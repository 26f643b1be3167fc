pub mod columns;
pub mod handle;
pub mod pushdown;
pub mod resource;
pub mod types;

pub use columns::{ColumnSource, ColumnSpec, ColumnType, RESOURCE_COLUMNS};
pub use handle::{LogSplit, LogTableHandle, ResourceSplit, ResourceTableHandle, Split, TableHandle};
pub use pushdown::{LimitApplication, Predicate, PredicateApplication};
pub use resource::{ResourceCatalog, ResourceTable, TableName};
pub use types::ColumnValue;
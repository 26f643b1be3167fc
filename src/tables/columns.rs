// Copyright (c) 2026 kubetables contributors
// SPDX-License-Identifier: BSD-3-Clause

//! The fixed column set attached to every resource table.
//!
//! The registry is data-driven: each column carries a [`ColumnSource`] tag
//! and a [`ColumnType`], and extraction dispatches on the tag. Every table
//! gets the same 17 columns regardless of kind, so any two resource tables
//! are union-compatible.

use serde::{Deserialize, Serialize};
use serde_json::Value;

use crate::kubernetes::discovery::ResourceKind;
use crate::tables::types::{self, ColumnValue};

/// Semantic column type; mapped onto Arrow types at materialization.
#[derive(Debug, Clone, Copy, PartialEq, Eq, Serialize, Deserialize)]
pub enum ColumnType {
    Text,
    Bigint,
    TimestampTz,
    TextList,
    TextMap,
}

/// Where a column's value comes from.
#[derive(Debug, Clone, Copy, PartialEq, Eq, Serialize)]
pub enum ColumnSource {
    /// Constant per table: the kind name.
    Kind,
    /// Constant per table: the API group (empty for the core group).
    Group,
    /// Constant per table: the preferred version.
    ApiVersion,
    /// A named field of the object's `metadata` block, converted according
    /// to the column type.
    Metadata(&'static str),
    /// The whole `metadata` block, serialized back to JSON text.
    RawMetadata,
    /// The whole object with the `metadata` key removed, serialized to JSON
    /// text.
    RawResource,
}

#[derive(Debug, Clone, Copy, PartialEq, Eq, Serialize)]
pub struct ColumnSpec {
    pub name: &'static str,
    pub ty: ColumnType,
    pub source: ColumnSource,
}

const fn column(name: &'static str, ty: ColumnType, source: ColumnSource) -> ColumnSpec {
    ColumnSpec { name, ty, source }
}

/// The column set of every resource table, in table order.
pub const RESOURCE_COLUMNS: [ColumnSpec; 17] = [
    column("kind", ColumnType::Text, ColumnSource::Kind),
    column("group", ColumnType::Text, ColumnSource::Group),
    column("apiVersion", ColumnType::Text, ColumnSource::ApiVersion),
    column("name", ColumnType::Text, ColumnSource::Metadata("name")),
    column(
        "namespace",
        ColumnType::Text,
        ColumnSource::Metadata("namespace"),
    ),
    column(
        "labels",
        ColumnType::TextMap,
        ColumnSource::Metadata("labels"),
    ),
    column(
        "annotations",
        ColumnType::TextMap,
        ColumnSource::Metadata("annotations"),
    ),
    column(
        "clusterName",
        ColumnType::Text,
        ColumnSource::Metadata("clusterName"),
    ),
    column(
        "creationTimestamp",
        ColumnType::TimestampTz,
        ColumnSource::Metadata("creationTimestamp"),
    ),
    column(
        "deletionGracePeriodSeconds",
        ColumnType::Bigint,
        ColumnSource::Metadata("deletionGracePeriodSeconds"),
    ),
    column(
        "deletionTimestamp",
        ColumnType::TimestampTz,
        ColumnSource::Metadata("deletionTimestamp"),
    ),
    column(
        "finalizers",
        ColumnType::TextList,
        ColumnSource::Metadata("finalizers"),
    ),
    column(
        "resourceVersion",
        ColumnType::Text,
        ColumnSource::Metadata("resourceVersion"),
    ),
    column(
        "selfLink",
        ColumnType::Text,
        ColumnSource::Metadata("selfLink"),
    ),
    column("uid", ColumnType::Text, ColumnSource::Metadata("uid")),
    column("metadata", ColumnType::Text, ColumnSource::RawMetadata),
    column("resource", ColumnType::Text, ColumnSource::RawResource),
];

/// The name column used for namespace pushdown.
pub const NAMESPACE_COLUMN: &str = "namespace";

impl ColumnSpec {
    /// Resolve this column against a decoded object.
    ///
    /// Never fails: absent fields produce [`ColumnValue::Null`].
    pub fn extract(&self, kind: &ResourceKind, object: &Value) -> ColumnValue {
        match self.source {
            ColumnSource::Kind => ColumnValue::Text(kind.kind.clone()),
            ColumnSource::Group => ColumnValue::Text(kind.group.clone()),
            ColumnSource::ApiVersion => ColumnValue::Text(kind.version.clone()),
            ColumnSource::Metadata(field) => {
                let value = metadata_field(object, field);
                match self.ty {
                    ColumnType::Text => types::text(value),
                    ColumnType::Bigint => types::bigint(value),
                    ColumnType::TimestampTz => types::timestamp_tz(value),
                    ColumnType::TextList => types::text_list(value),
                    ColumnType::TextMap => types::text_map(value),
                }
            }
            ColumnSource::RawMetadata => types::json_text(object.get("metadata")),
            ColumnSource::RawResource => {
                let mut copy = object.clone();
                if let Some(map) = copy.as_object_mut() {
                    map.remove("metadata");
                }
                types::json_text(Some(&copy))
            }
        }
    }
}

/// Look up a field of the object's metadata block. JSON nulls count as
/// absent.
fn metadata_field<'a>(object: &'a Value, field: &str) -> Option<&'a Value> {
    match object.get("metadata")?.get(field) {
        Some(Value::Null) | None => None,
        Some(value) => Some(value),
    }
}
//! Engine-held custody.
//!
//! The ledger says who is owed what; the vault says what the engine actually
//! holds, per asset, plus the one temporary allowance granted to the venue
//! while a slice is in flight.
//!
//! Movements:
//!
//! | Operation         | Holdings                                      |
//! |-------------------|-----------------------------------------------|
//! | deposit           | `+amount` of the deposited asset              |
//! | successful swap   | `-amount_in` input, `+amount_out` output      |
//! | proceeds withdraw | `-amount` of the withdrawn asset              |

use ahash::AHashMap;
use twap_core::{AssetId, TwapError, TwapResult};

/// Permission for the venue to pull `amount` of `asset` during one swap.
#[derive(Debug, Clone, PartialEq, Eq)]
pub struct Allowance {
    pub spender: String,
    pub asset: AssetId,
    pub amount: u128,
}

#[derive(Debug, Default)]
pub struct Vault {
    holdings: AHashMap<AssetId, u128>,
    allowance: Option<Allowance>,
}

impl Vault {
    pub fn new() -> Self {
        Self::default()
    }

    /// Amount of `asset` physically held.
    #[inline]
    pub fn holding(&self, asset: &AssetId) -> u128 {
        self.holdings.get(asset).copied().unwrap_or(0)
    }

    /// Every asset with a non-zero holding.
    pub fn assets(&self) -> impl Iterator<Item = &AssetId> {
        self.holdings.keys()
    }

    /// The allowance currently granted, if any.
    pub fn allowance(&self) -> Option<&Allowance> {
        self.allowance.as_ref()
    }

    /// Grant the venue permission to pull `amount` of `asset`.
    ///
    /// Returns any previous allowance that was still outstanding; it is
    /// replaced.
    pub fn grant(&mut self, spender: &str, asset: &AssetId, amount: u128) -> Option<Allowance> {
        self.allowance.replace(Allowance {
            spender: spender.to_string(),
            asset: asset.clone(),
            amount,
        })
    }

    /// Withdraw any outstanding allowance.
    pub fn revoke(&mut self) -> Option<Allowance> {
        self.allowance.take()
    }

    pub fn check_receive(&self, asset: &AssetId, amount: u128) -> TwapResult<()> {
        self.holding(asset)
            .checked_add(amount)
            .map(|_| ())
            .ok_or(TwapError::Overflow("vault receive"))
    }

    pub fn check_release(&self, asset: &AssetId, amount: u128) -> TwapResult<()> {
        self.holding(asset)
            .checked_sub(amount)
            .map(|_| ())
            .ok_or(TwapError::Custody("release exceeds holdings"))
    }

    /// Add funds that arrived in custody.
    pub fn receive(&mut self, asset: &AssetId, amount: u128) -> TwapResult<()> {
        self.check_receive(asset, amount)?;
        *self.holdings.entry(asset.clone()).or_insert(0) += amount;
        Ok(())
    }

    /// Remove funds that left custody.
    pub fn release(&mut self, asset: &AssetId, amount: u128) -> TwapResult<()> {
        self.check_release(asset, amount)?;
        let left = self.holding(asset) - amount;
        if left == 0 {
            self.holdings.remove(asset);
        } else {
            self.holdings.insert(asset.clone(), left);
        }
        Ok(())
    }

    /// Verify a swap could be settled without touching anything.
    pub fn check_settle(
        &self,
        input: &AssetId,
        amount_in: u128,
        output: &AssetId,
        amount_out: u128,
    ) -> TwapResult<()> {
        match &self.allowance {
            Some(a) if a.asset == *input && a.amount >= amount_in => {}
            _ => return Err(TwapError::Custody("no matching venue allowance")),
        }
        self.check_release(input, amount_in)?;
        self.check_receive(output, amount_out)
    }

    /// Book a completed swap: consume the allowance, pay out the input, take
    /// in the output.
    pub fn settle_swap(
        &mut self,
        input: &AssetId,
        amount_in: u128,
        output: &AssetId,
        amount_out: u128,
    ) -> TwapResult<()> {
        self.check_settle(input, amount_in, output, amount_out)?;
        self.allowance = None;
        self.release(input, amount_in)?;
        if amount_out > 0 {
            self.receive(output, amount_out)?;
        }
        Ok(())
    }
}
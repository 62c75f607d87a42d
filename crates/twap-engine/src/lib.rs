//! # twap-engine
//!
//! The custodial TWAP engine and the keeper that drives it.
//!
//! ## Architecture
//!
//! [`TwapEngine`] serializes every operation on one state lock and calls out
//! to a [`SwapVenue`](twap_venue::SwapVenue) and a
//! [`CustodyTransfer`](twap_venue::CustodyTransfer). It emits a
//! [`TwapEvent`] after each successful operation. The [`Keeper`] consumes
//! those events and calls `execute_slice` when slices come due.
//!
//! ## Modules
//!
//! - [`engine`]: `TwapEngine` with funding, order lifecycle, admin and queries
//! - [`registry`]: order validation and the order arena
//! - [`vault`]: custody holdings and the in-flight venue allowance
//! - [`event`]: `TwapEvent` and channel aliases
//! - [`keeper`]: polling executor

pub mod engine;
pub mod event;
pub mod keeper;
pub mod registry;
pub mod vault;

pub use engine::{Imbalance, TwapEngine};
pub use event::{TwapEvent, TwapEventReceiver, TwapEventSender};
pub use keeper::{DropReason, Keeper, KeeperSummary, TickReport};
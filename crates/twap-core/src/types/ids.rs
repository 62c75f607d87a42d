//! Identifier newtypes for accounts, assets, and orders.
//!
//! Accounts and assets are opaque strings (addresses, tickers, mint keys).
//! The empty string plays the role of the null address and is rejected
//! wherever an identity is required.

use serde::{Deserialize, Serialize};

/// An owner / caller identity.
#[derive(Debug, Clone, PartialEq, Eq, Hash, PartialOrd, Ord, Serialize, Deserialize)]
#[serde(transparent)]
pub struct AccountId(String);

impl AccountId {
    pub fn new(id: impl Into<String>) -> Self {
        Self(id.into())
    }

    /// Returns `true` for the null (empty) account.
    #[inline]
    pub fn is_null(&self) -> bool {
        self.0.is_empty()
    }

    pub fn as_str(&self) -> &str {
        &self.0
    }
}

impl std::fmt::Display for AccountId {
    fn fmt(&self, f: &mut std::fmt::Formatter<'_>) -> std::fmt::Result {
        f.write_str(&self.0)
    }
}

impl From<&str> for AccountId {
    fn from(s: &str) -> Self {
        Self::new(s)
    }
}

/// A fungible asset identifier.
#[derive(Debug, Clone, PartialEq, Eq, Hash, PartialOrd, Ord, Serialize, Deserialize)]
#[serde(transparent)]
pub struct AssetId(String);

impl AssetId {
    pub fn new(id: impl Into<String>) -> Self {
        Self(id.into())
    }

    /// Returns `true` for the null (empty) asset.
    #[inline]
    pub fn is_null(&self) -> bool {
        self.0.is_empty()
    }

    pub fn as_str(&self) -> &str {
        &self.0
    }
}

impl std::fmt::Display for AssetId {
    fn fmt(&self, f: &mut std::fmt::Formatter<'_>) -> std::fmt::Result {
        f.write_str(&self.0)
    }
}

impl From<&str> for AssetId {
    fn from(s: &str) -> Self {
        Self::new(s)
    }
}

/// Sequentially assigned order id. Never reused.
#[derive(
    Debug, Clone, Copy, PartialEq, Eq, Hash, PartialOrd, Ord, Default, Serialize, Deserialize,
)]
#[serde(transparent)]
pub struct OrderId(pub u64);

impl OrderId {
    /// The id that follows this one.
    #[inline]
    pub fn next(self) -> Self {
        Self(self.0 + 1)
    }
}

impl std::fmt::Display for OrderId {
    fn fmt(&self, f: &mut std::fmt::Formatter<'_>) -> std::fmt::Result {
        write!(f, "#{}", self.0)
    }
}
-- -- --
What is needed ::
Would you retype exactly the lines above, from the line with "pub fn new()" to the line with "a non-zero holding.", with both end lines kept and nothing more?

Final answer ::
    pub fn new() -> Self {
        Self::default()
    }

    /// Amount of `asset` physically held.
    #[inline]
    pub fn holding(&self, asset: &AssetId) -> u128 {
        self.holdings.get(asset).copied().unwrap_or(0)
    }

    /// Every asset with a non-zero holding.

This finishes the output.